• [TASK INSTRUCTIONS]: Filter the entries below, keeping only lines with the word "heroImage".

Stored items

○ ○ ○ ○

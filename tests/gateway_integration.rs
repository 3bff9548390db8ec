//! End-to-end tests for the HTTP gateway.
//!
//! These boot a stub contact-center API and the real gateway, both on
//! random ports, and drive the gateway with a plain HTTP client:
//! - credential acquisition and reuse across calls
//! - linked-session credential sharing
//! - status lifting (204 empty poll, 400→204 chat-profile remap, 417
//!   param errors)
//! - origin/session-key rejection
//! - end-chat teardown of the credential cache

use std::net::SocketAddr;
use std::sync::Arc;
use std::sync::Mutex;
use std::sync::atomic::{AtomicUsize, Ordering};
use std::time::Duration;

use axum::extract::{Path, State};
use axum::http::StatusCode;
use axum::response::{IntoResponse, Response};
use axum::routing::{get, post};
use axum::{Json, Router};
use secrecy::SecretString;
use serde_json::{Value, json};

use livechat_bridge::bridge::Bridge;
use livechat_bridge::config::{GatewayConfig, RemoteConfig};
use livechat_bridge::gateway::{GatewayState, start_server};
use livechat_bridge::remote::http::HttpContactCenter;
use livechat_bridge::session::{FileCredentialCache, MemorySessionStore};

const SESSION_HEADER: &str = "x-session-token";

#[derive(Clone)]
struct StubState {
    addr: SocketAddr,
    auth_calls: Arc<AtomicUsize>,
    poll_calls: Arc<AtomicUsize>,
    last_sent_text: Arc<Mutex<Option<Value>>>,
}

async fn stub_token(State(state): State<StubState>) -> Json<Value> {
    state.auth_calls.fetch_add(1, Ordering::SeqCst);
    Json(json!({
        "access_token": "stub-token",
        "token_type": "Bearer",
        "refresh_token": "stub-refresh",
        "expires_in": 3600,
        "id_token": "should-be-dropped",
    }))
}

async fn stub_discovery(State(state): State<StubState>) -> Json<Value> {
    Json(json!({ "api_endpoint": format!("http://{}", state.addr) }))
}

async fn stub_hours() -> Json<Value> {
    Json(json!({ "resultSet": { "hoursOfOperationProfiles": [
        { "profileId": "1", "days": [] },
        { "profileId": "7", "days": [] },
    ]}}))
}

async fn stub_agents() -> Json<Value> {
    Json(json!({ "agentStates": [
        { "agentId": 1, "teamId": 5, "agentStateId": 1, "agentStateName": "Available" },
        { "agentId": 2, "teamId": 9, "agentStateId": 1, "agentStateName": "Available" },
    ]}))
}

async fn stub_chat_profile(Path(poc): Path<String>) -> Response {
    if poc == "no-profile" {
        return (
            StatusCode::BAD_REQUEST,
            Json(json!({ "error": "no chat profile" })),
        )
            .into_response();
    }
    Json(json!({ "chatProfile": { "1": { "heroImage": "https://img.example.com/agent.png" }}}))
        .into_response()
}

async fn stub_make_chat() -> Json<Value> {
    Json(json!({ "chatSessionId": "chat-42" }))
}

async fn stub_poll(State(state): State<StubState>, Path(id): Path<String>) -> Response {
    if id == "gone" {
        return (StatusCode::NOT_FOUND, Json(json!({ "error": "not found" }))).into_response();
    }
    let call = state.poll_calls.fetch_add(1, Ordering::SeqCst);
    if call == 0 {
        Json(json!({ "messages": [
            { "Type": "Chat", "Status": "Active" },
            { "Type": "Chat", "Text": "hello", "PartyTypeValue": "Agent" },
        ]}))
        .into_response()
    } else {
        // Long-poll timeout: no new content, empty body.
        StatusCode::NOT_MODIFIED.into_response()
    }
}

async fn stub_end_chat() -> Json<Value> {
    Json(json!({}))
}

async fn stub_send_text(State(state): State<StubState>, Json(body): Json<Value>) -> Json<Value> {
    *state.last_sent_text.lock().unwrap() = Some(body);
    Json(json!({ "ok": true }))
}

async fn start_stub() -> StubState {
    let listener = tokio::net::TcpListener::bind("127.0.0.1:0")
        .await
        .expect("bind stub");
    let state = StubState {
        addr: listener.local_addr().expect("stub addr"),
        auth_calls: Arc::new(AtomicUsize::new(0)),
        poll_calls: Arc::new(AtomicUsize::new(0)),
        last_sent_text: Arc::new(Mutex::new(None)),
    };

    let app = Router::new()
        .route("/token", post(stub_token))
        .route("/discovery", get(stub_discovery))
        .route(
            "/inContactAPI/services/v13.0/hours-of-operation",
            get(stub_hours),
        )
        .route(
            "/inContactAPI/services/v13.0/agents/states",
            get(stub_agents),
        )
        .route(
            "/inContactAPI/services/v13.0/points-of-contact/{poc}/chat-profile",
            get(stub_chat_profile),
        )
        .route(
            "/inContactAPI/services/v13.0/contacts/chats",
            post(stub_make_chat),
        )
        .route(
            "/inContactAPI/services/v13.0/contacts/chats/{id}",
            get(stub_poll).delete(stub_end_chat),
        )
        .route(
            "/inContactAPI/services/v13.0/contacts/chats/{id}/send-text",
            post(stub_send_text),
        )
        .with_state(state.clone());

    tokio::spawn(async move {
        let _ = axum::serve(listener, app).await;
    });
    state
}

struct Harness {
    gateway: SocketAddr,
    stub: StubState,
    client: reqwest::Client,
    cache_dir: tempfile::TempDir,
}

impl Harness {
    fn url(&self, path: &str) -> String {
        format!("http://{}{}", self.gateway, path)
    }
}

async fn start_harness() -> Harness {
    let stub = start_stub().await;
    let cache_dir = tempfile::tempdir().expect("cache dir");

    let remote = RemoteConfig {
        auth_url: format!("http://{}/token", stub.addr),
        discovery_url: format!("http://{}/discovery", stub.addr),
        api_version: "v13.0".to_string(),
        access_key_id: "test-key".to_string(),
        access_key_secret: SecretString::from("test-secret"),
        request_timeout: Duration::from_secs(5),
    };
    let api = Arc::new(HttpContactCenter::new(remote));
    let store = Arc::new(MemorySessionStore::new());
    let cache = Arc::new(FileCredentialCache::new(cache_dir.path()));
    let state = Arc::new(GatewayState {
        bridge: Bridge::new(api, store, cache),
        config: GatewayConfig {
            host: "127.0.0.1".to_string(),
            port: 0,
            allowed_domains: vec!["chat.example.com".to_string()],
            linked_session_suffix: "-linked".to_string(),
        },
    });

    let gateway = start_server("127.0.0.1:0".parse().expect("addr"), state)
        .await
        .expect("start gateway");

    Harness {
        gateway,
        stub,
        client: reqwest::Client::new(),
        cache_dir,
    }
}

#[tokio::test]
async fn full_chat_flow_reuses_one_credential() {
    let h = start_harness().await;

    // Create the chat.
    let resp = h
        .client
        .post(h.url("/make-chat"))
        .header(SESSION_HEADER, "sess-1")
        .json(&json!({ "pointOfContact": "poc-1", "fromAddress": "user@example.com" }))
        .send()
        .await
        .expect("make-chat");
    assert_eq!(resp.status(), 200);
    let body: Value = resp.json().await.expect("json");
    assert_eq!(body["chatSessionId"], "chat-42");
    // The intended status was lifted and stripped from the body.
    assert!(body.get("code").is_none());

    // First poll delivers messages.
    let resp = h
        .client
        .get(h.url("/get-response"))
        .query(&[("chatSessionId", "chat-42"), ("timeout", "1")])
        .header(SESSION_HEADER, "sess-1")
        .send()
        .await
        .expect("get-response");
    assert_eq!(resp.status(), 200);
    let body: Value = resp.json().await.expect("json");
    assert_eq!(body["messages"][0]["Status"], "Active");

    // Second poll has nothing: canonical 204, no body.
    let resp = h
        .client
        .get(h.url("/get-response"))
        .query(&[("chatSessionId", "chat-42"), ("timeout", "1")])
        .header(SESSION_HEADER, "sess-1")
        .send()
        .await
        .expect("get-response");
    assert_eq!(resp.status(), 204);
    assert!(resp.text().await.expect("body").is_empty());

    // Send a message, then end the chat.
    let resp = h
        .client
        .post(h.url("/send-text"))
        .query(&[("chatSessionId", "chat-42")])
        .header(SESSION_HEADER, "sess-1")
        .json(&json!({ "label": "Ada", "message": "thanks!" }))
        .send()
        .await
        .expect("send-text");
    assert_eq!(resp.status(), 200);

    let resp = h
        .client
        .post(h.url("/end-chat"))
        .query(&[("chatSessionId", "chat-42")])
        .header(SESSION_HEADER, "sess-1")
        .send()
        .await
        .expect("end-chat");
    assert_eq!(resp.status(), 200);

    // One authentication served the whole conversation.
    assert_eq!(h.stub.auth_calls.load(Ordering::SeqCst), 1);

    // Teardown removed the shared credential file.
    let leftover = std::fs::read_dir(h.cache_dir.path())
        .expect("cache dir")
        .count();
    assert_eq!(leftover, 0);
}

#[tokio::test]
async fn linked_session_shares_the_primary_credential() {
    let h = start_harness().await;

    for token in ["sess-7", "sess-7-linked"] {
        let resp = h
            .client
            .get(h.url("/hours-of-operation"))
            .header(SESSION_HEADER, token)
            .send()
            .await
            .expect("hours");
        assert_eq!(resp.status(), 200);
    }

    // The linked session imported the persisted credential instead of
    // authenticating again.
    assert_eq!(h.stub.auth_calls.load(Ordering::SeqCst), 1);
}

#[tokio::test]
async fn hours_are_narrowed_to_the_requested_profile() {
    let h = start_harness().await;

    let resp = h
        .client
        .get(h.url("/hours-of-operation"))
        .query(&[("profileIdHoursOperation", "7")])
        .header(SESSION_HEADER, "sess-1")
        .send()
        .await
        .expect("hours");
    assert_eq!(resp.status(), 200);
    let body: Value = resp.json().await.expect("json");
    let profiles = body["resultSet"]["hoursOfOperationProfiles"]
        .as_array()
        .expect("profiles");
    assert_eq!(profiles.len(), 1);
    assert_eq!(profiles[0]["profileId"], "7");
}

#[tokio::test]
async fn agents_are_filtered_by_team() {
    let h = start_harness().await;

    let resp = h
        .client
        .get(h.url("/agents-availability"))
        .query(&[("teamId", "5"), ("top", "200")])
        .header(SESSION_HEADER, "sess-1")
        .send()
        .await
        .expect("agents");
    assert_eq!(resp.status(), 200);
    let body: Value = resp.json().await.expect("json");
    let states = body["agentStates"].as_array().expect("agentStates");
    assert_eq!(states.len(), 1);
    assert_eq!(states[0]["teamId"], 5);
}

#[tokio::test]
async fn absent_chat_profile_maps_to_no_content() {
    let h = start_harness().await;

    let resp = h
        .client
        .get(h.url("/chat-profile"))
        .query(&[("pointOfContact", "no-profile")])
        .header(SESSION_HEADER, "sess-1")
        .send()
        .await
        .expect("chat-profile");
    assert_eq!(resp.status(), 204);

    let resp = h
        .client
        .get(h.url("/chat-profile"))
        .query(&[("pointOfContact", "poc-1")])
        .header(SESSION_HEADER, "sess-1")
        .send()
        .await
        .expect("chat-profile");
    assert_eq!(resp.status(), 200);
    let body: Value = resp.json().await.expect("json");
    assert_eq!(
        body["chatProfile"]["1"]["heroImage"],
        "https://img.example.com/agent.png"
    );
}

#[tokio::test]
async fn missing_params_are_expectation_failures() {
    let h = start_harness().await;

    let resp = h
        .client
        .post(h.url("/make-chat"))
        .header(SESSION_HEADER, "sess-1")
        .json(&json!({ "fromAddress": "user@example.com" }))
        .send()
        .await
        .expect("make-chat");
    assert_eq!(resp.status(), 417);
    let body: Value = resp.json().await.expect("json");
    assert_eq!(body["error"], "Error with param: pointOfContact");

    let resp = h
        .client
        .get(h.url("/chat-profile"))
        .header(SESSION_HEADER, "sess-1")
        .send()
        .await
        .expect("chat-profile");
    assert_eq!(resp.status(), 417);
}

#[tokio::test]
async fn poll_404_passes_through() {
    let h = start_harness().await;

    let resp = h
        .client
        .get(h.url("/get-response"))
        .query(&[("chatSessionId", "gone")])
        .header(SESSION_HEADER, "sess-1")
        .send()
        .await
        .expect("get-response");
    assert_eq!(resp.status(), 404);
}

#[tokio::test]
async fn session_key_and_origin_are_enforced() {
    let h = start_harness().await;

    // No session key at all.
    let resp = h
        .client
        .get(h.url("/hours-of-operation"))
        .send()
        .await
        .expect("hours");
    assert_eq!(resp.status(), 403);
    let body: Value = resp.json().await.expect("json");
    assert_eq!(body["error"], "Error on token");

    // Origin outside the allowlist.
    let resp = h
        .client
        .get(h.url("/hours-of-operation"))
        .header(SESSION_HEADER, "sess-1")
        .header("Origin", "https://evil.example.com")
        .send()
        .await
        .expect("hours");
    assert_eq!(resp.status(), 403);
    let body: Value = resp.json().await.expect("json");
    assert_eq!(body["error"], "Domain error");

    // Allowed origin passes.
    let resp = h
        .client
        .get(h.url("/hours-of-operation"))
        .header(SESSION_HEADER, "sess-1")
        .header("Origin", "https://chat.example.com")
        .send()
        .await
        .expect("hours");
    assert_eq!(resp.status(), 200);
}

#[tokio::test]
async fn transcript_bodies_are_flattened_for_the_agent() {
    let h = start_harness().await;

    let resp = h
        .client
        .post(h.url("/send-text"))
        .query(&[("chatSessionId", "chat-42")])
        .header(SESSION_HEADER, "sess-1")
        .json(&json!({
            "messages": [
                { "user": "guest", "message": "hi" },
                { "user": "assistant", "message": "escalating" },
            ],
            "assistant": "Botty",
            "guest": "Ada",
            "system": "System",
            "transcriptConversationText": "Transcript Conversation",
        }))
        .send()
        .await
        .expect("send-text");
    assert_eq!(resp.status(), 200);

    let sent = h
        .stub
        .last_sent_text
        .lock()
        .unwrap()
        .clone()
        .expect("stub should have received the text");
    assert_eq!(
        sent["message"],
        "<i>Ada</i>: hi<br><i>Botty</i>: escalating<br>"
    );
    assert_eq!(sent["label"], "Transcript Conversation");
    assert!(sent.get("messages").is_none());
}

○ ○ ○ ○

• [TASK SOLUTION]:
    Json(json!({ "chatProfile": { "1": { "heroImage": "https://img.example.com/agent.png" }}}))
        body["chatProfile"]["1"]["heroImage"],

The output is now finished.